Pipeline introduces us to Laurie, a grizzled soldier-educator from urban district trenches. She’s a “white chick who has never had the luxury of winning over a class full of black and Latino kids,” and probably the kind of person who shows up in memes for calling the cops on black people outside Chick-fil-A  for … I don’t know, reasons, okay? Laurie describes her teaching gig as “war,” and kids are clearly the enemy here. Now that a student’s slashed her face with a knife, she’s got the scars to show for it. Or, she did have scars, before the reconstructive surgery. With a mannequin-still face and gutsy swagger, Memphis veteran actor Pamela Poletti just lets Laurie’s opinions rip.

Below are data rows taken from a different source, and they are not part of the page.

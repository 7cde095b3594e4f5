//! Quiz result notification endpoint.

use axum::{body::Bytes, extract::State, Json};
use serde::Serialize;

use crate::error::Result;
use crate::server::AppState;

#[derive(Debug, Serialize)]
pub struct OkResponse {
    pub ok: bool,
}

/// POST /api/telegram-notify
///
/// The body is read raw so that a missing or malformed JSON body is
/// reported as an invalid payload rather than an extractor rejection.
#[tracing::instrument(
    name = "http.telegram_notify",
    skip(state, body),
    fields(body_len = body.len())
)]
pub async fn telegram_notify(State(state): State<AppState>, body: Bytes) -> Result<Json<OkResponse>> {
    state.notifier.handle(&body).await?;
    Ok(Json(OkResponse { ok: true }))
}
//! Logging and optional OpenTelemetry export.
//!
//! # Environment Variables
//!
//! | Variable | Description | Default |
//! |----------|-------------|---------|
//! | `RUST_LOG` | Log filter | `info` |
//! | `QUIZ__OTEL__ENABLED` | Enable OpenTelemetry tracing | `false` |
//! | `QUIZ__OTEL__ENDPOINT` | OTLP gRPC endpoint | `http://localhost:4317` |
//! | `QUIZ__OTEL__SERVICE_NAME` | Service name in traces | `quiz-notify-relay` |
//! | `QUIZ__OTEL__SAMPLING_RATIO` | Trace sampling ratio (0.0-1.0) | `1.0` |

use opentelemetry::trace::TracerProvider;
use opentelemetry_otlp::WithExportConfig;
use opentelemetry_sdk::{
    runtime,
    trace::{RandomIdGenerator, Sampler, TracerProvider as SdkTracerProvider},
    Resource,
};
use tracing_subscriber::{layer::SubscriberExt, util::SubscriberInitExt, EnvFilter};

use crate::config::OtelConfig;

/// Result type for telemetry operations
pub type TelemetryResult<T> = Result<T, TelemetryError>;

/// Telemetry-specific error type
#[derive(Debug, thiserror::Error)]
pub enum TelemetryError {
    #[error("Failed to build OTLP exporter: {0}")]
    ExporterBuild(String),
}

/// Keeps the tracer provider alive; flushes spans on drop.
pub struct TelemetryGuard {
    provider: Option<SdkTracerProvider>,
}

impl Drop for TelemetryGuard {
    fn drop(&mut self) {
        if let Some(provider) = self.provider.take() {
            tracing::info!("Shutting down OpenTelemetry tracer provider");
            if let Err(e) = provider.shutdown() {
                eprintln!("OpenTelemetry shutdown failed: {}", e);
            }
        }
    }
}

/// Install the global tracing subscriber.
///
/// Console output is always on; spans are also exported over OTLP when
/// `config.enabled` is set. Keep the returned guard alive until exit.
pub fn init_telemetry(config: &OtelConfig) -> TelemetryResult<TelemetryGuard> {
    let env_filter = EnvFilter::try_from_default_env()
        .unwrap_or_else(|_| EnvFilter::new("info"));

    if config.enabled {
        let provider = init_otel_tracer(config)?;
        let tracer = provider.tracer("quiz-notify-relay");
        let otel_layer = tracing_opentelemetry::layer().with_tracer(tracer);

        tracing_subscriber::registry()
            .with(env_filter)
            .with(tracing_subscriber::fmt::layer())
            .with(otel_layer)
            .init();

        tracing::info!(
            endpoint = %config.endpoint,
            service_name = %config.service_name,
            sampling_ratio = %config.sampling_ratio,
            "OpenTelemetry tracing initialized"
        );

        Ok(TelemetryGuard {
            provider: Some(provider),
        })
    } else {
        tracing_subscriber::registry()
            .with(env_filter)
            .with(tracing_subscriber::fmt::layer())
            .init();

        Ok(TelemetryGuard { provider: None })
    }
}

fn sampler_for(ratio: f64) -> Sampler {
    if ratio >= 1.0 {
        Sampler::AlwaysOn
    } else if ratio <= 0.0 {
        Sampler::AlwaysOff
    } else {
        Sampler::TraceIdRatioBased(ratio)
    }
}

/// Initialize the OpenTelemetry tracer with OTLP exporter.
fn init_otel_tracer(config: &OtelConfig) -> TelemetryResult<SdkTracerProvider> {
    use opentelemetry::KeyValue;

    let exporter = opentelemetry_otlp::SpanExporter::builder()
        .with_tonic()
        .with_endpoint(&config.endpoint)
        .build()
        .map_err(|e| TelemetryError::ExporterBuild(e.to_string()))?;

    let provider = SdkTracerProvider::builder()
        .with_batch_exporter(exporter, runtime::Tokio)
        .with_sampler(sampler_for(config.sampling_ratio))
        .with_id_generator(RandomIdGenerator::default())
        .with_resource(Resource::new(vec![
            KeyValue::new(
                opentelemetry_semantic_conventions::resource::SERVICE_NAME,
                config.service_name.clone(),
            ),
            KeyValue::new(
                opentelemetry_semantic_conventions::resource::SERVICE_VERSION,
                env!("CARGO_PKG_VERSION"),
            ),
        ]))
        .build();

    Ok(provider)
}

We also meet Nya (Nicole Bandele), an African-American English teacher who shows grace in the face of Laurie’s white noise while navigating a whole other set of conflicts.  She’s committed to the neighborhood but sends her son Omari to a private school. When Omari faces expulsion after pushing his teacher in an incident he can explain, but can’t dispute, Nya’s ex-husband, a brusque and evidently successful man of business becomes involved. Things get prickly, complicated and class-and-gender conscious real quick.

To Omari dad-not-dad, he’s just a signature on a check the secretary probably sends automatically. There’s  more going on in this one under-explored relationship than Pipeline‘s 75-minutes can hold. Many things are left unattended.

Hattiloo Puts the School-to-Prison Pipeline in the Spotlight

Hattiloo’s Pipeline benefits from honest, committed performances, particularly from James Cook, as a straight-dealing security guard and younger cast members Desmond Cortez and Zaria Crawford. Overall, the stakes here are always too low and the threats too intangible. The action is unfocused and story’s momentum is interrupted rather than aided by projected video. 

Video projection can be a nifty tool, especially when it becomes interactive, environmental, or provides the audience with a different view of things than the one being presented by the actors. But these kids-gone-wild, ready-to-go viral videos depicting school tensions and violence were redundant, highlighting and reinforcing only the more sensational aspects of a complicated story. The clips are projected on theater walls between scenes and it’s a nifty effect at first. Over time the clips become speed bumps, interrupting the momentum of a brief, bracing text with the potential to land hard.   

Pipeline mixes kitchen-sink guts with cold formalism. It deploys Brooks’ “We Real Cool,” like Greek Tragedy uses prophesy. You feel the audience nod in collective recognition when the first words of the touchstone poem dropped. Hattiloo’s production connects in these and other moments, but it never connects the dots.